[Collected data]
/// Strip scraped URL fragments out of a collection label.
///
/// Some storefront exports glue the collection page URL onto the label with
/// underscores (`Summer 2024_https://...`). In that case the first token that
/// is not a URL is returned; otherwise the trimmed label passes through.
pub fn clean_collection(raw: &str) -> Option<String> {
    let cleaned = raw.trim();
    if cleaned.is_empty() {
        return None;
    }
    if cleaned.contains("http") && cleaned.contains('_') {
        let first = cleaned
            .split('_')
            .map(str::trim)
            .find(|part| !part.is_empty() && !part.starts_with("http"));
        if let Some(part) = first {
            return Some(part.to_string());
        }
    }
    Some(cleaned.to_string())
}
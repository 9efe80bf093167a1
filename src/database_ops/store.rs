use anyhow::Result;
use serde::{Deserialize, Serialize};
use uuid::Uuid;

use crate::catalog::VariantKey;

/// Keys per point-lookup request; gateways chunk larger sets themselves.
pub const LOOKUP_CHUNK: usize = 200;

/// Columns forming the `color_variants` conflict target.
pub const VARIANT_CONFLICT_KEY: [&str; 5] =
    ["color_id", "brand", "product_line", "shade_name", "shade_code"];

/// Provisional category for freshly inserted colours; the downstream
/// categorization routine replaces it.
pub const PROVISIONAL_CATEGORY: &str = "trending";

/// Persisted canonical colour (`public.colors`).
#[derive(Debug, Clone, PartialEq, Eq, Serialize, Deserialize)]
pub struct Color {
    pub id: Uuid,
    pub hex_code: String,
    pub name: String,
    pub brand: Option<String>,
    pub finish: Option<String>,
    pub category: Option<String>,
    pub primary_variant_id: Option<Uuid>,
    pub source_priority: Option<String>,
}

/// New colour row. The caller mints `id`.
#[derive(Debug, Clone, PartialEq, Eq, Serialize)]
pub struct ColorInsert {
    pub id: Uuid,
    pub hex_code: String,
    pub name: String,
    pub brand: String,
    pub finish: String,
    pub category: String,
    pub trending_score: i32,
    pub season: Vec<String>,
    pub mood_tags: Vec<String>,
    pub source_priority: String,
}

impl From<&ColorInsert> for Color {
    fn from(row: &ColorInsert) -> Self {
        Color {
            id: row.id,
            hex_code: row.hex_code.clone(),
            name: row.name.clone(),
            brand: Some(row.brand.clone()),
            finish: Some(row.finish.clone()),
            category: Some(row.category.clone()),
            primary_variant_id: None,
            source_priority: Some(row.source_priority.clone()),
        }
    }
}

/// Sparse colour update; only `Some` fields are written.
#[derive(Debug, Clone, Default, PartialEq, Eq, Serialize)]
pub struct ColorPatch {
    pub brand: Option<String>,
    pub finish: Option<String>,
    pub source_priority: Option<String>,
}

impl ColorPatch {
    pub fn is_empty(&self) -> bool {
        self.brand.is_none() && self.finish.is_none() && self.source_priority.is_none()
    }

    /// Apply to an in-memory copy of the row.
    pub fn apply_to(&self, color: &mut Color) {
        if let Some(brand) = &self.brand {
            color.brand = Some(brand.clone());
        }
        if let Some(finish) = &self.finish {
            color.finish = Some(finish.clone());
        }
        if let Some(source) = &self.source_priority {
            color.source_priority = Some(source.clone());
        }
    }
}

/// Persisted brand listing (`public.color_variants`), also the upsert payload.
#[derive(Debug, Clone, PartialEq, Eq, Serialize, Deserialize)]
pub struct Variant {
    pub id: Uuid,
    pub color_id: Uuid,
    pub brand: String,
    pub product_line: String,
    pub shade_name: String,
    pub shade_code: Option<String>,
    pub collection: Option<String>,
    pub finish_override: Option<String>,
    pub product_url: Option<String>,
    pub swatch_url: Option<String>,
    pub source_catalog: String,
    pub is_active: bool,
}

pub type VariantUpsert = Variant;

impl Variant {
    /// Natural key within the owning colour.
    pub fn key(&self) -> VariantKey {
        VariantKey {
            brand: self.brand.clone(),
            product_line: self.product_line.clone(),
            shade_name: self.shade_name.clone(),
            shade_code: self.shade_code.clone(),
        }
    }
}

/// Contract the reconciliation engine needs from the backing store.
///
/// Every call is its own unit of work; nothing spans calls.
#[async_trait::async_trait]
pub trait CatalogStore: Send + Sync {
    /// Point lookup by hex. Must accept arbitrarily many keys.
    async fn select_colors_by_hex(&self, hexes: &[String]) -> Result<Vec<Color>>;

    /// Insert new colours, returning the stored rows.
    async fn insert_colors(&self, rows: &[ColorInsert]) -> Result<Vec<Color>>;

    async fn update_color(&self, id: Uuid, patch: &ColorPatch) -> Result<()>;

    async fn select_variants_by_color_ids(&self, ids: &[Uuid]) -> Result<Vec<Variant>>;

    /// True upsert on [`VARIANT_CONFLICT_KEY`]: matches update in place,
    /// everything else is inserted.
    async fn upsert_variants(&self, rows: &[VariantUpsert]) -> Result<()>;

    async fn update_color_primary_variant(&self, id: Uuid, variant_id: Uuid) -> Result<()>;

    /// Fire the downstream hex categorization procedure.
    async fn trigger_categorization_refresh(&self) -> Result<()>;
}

## TASK TO COMPLETE
Which of the lines above include the word "ColorInsert"? Copy each of them.

## TASK ANSWER
pub struct ColorInsert {
impl From<&ColorInsert> for Color {
    fn from(row: &ColorInsert) -> Self {
    async fn insert_colors(&self, rows: &[ColorInsert]) -> Result<Vec<Color>>;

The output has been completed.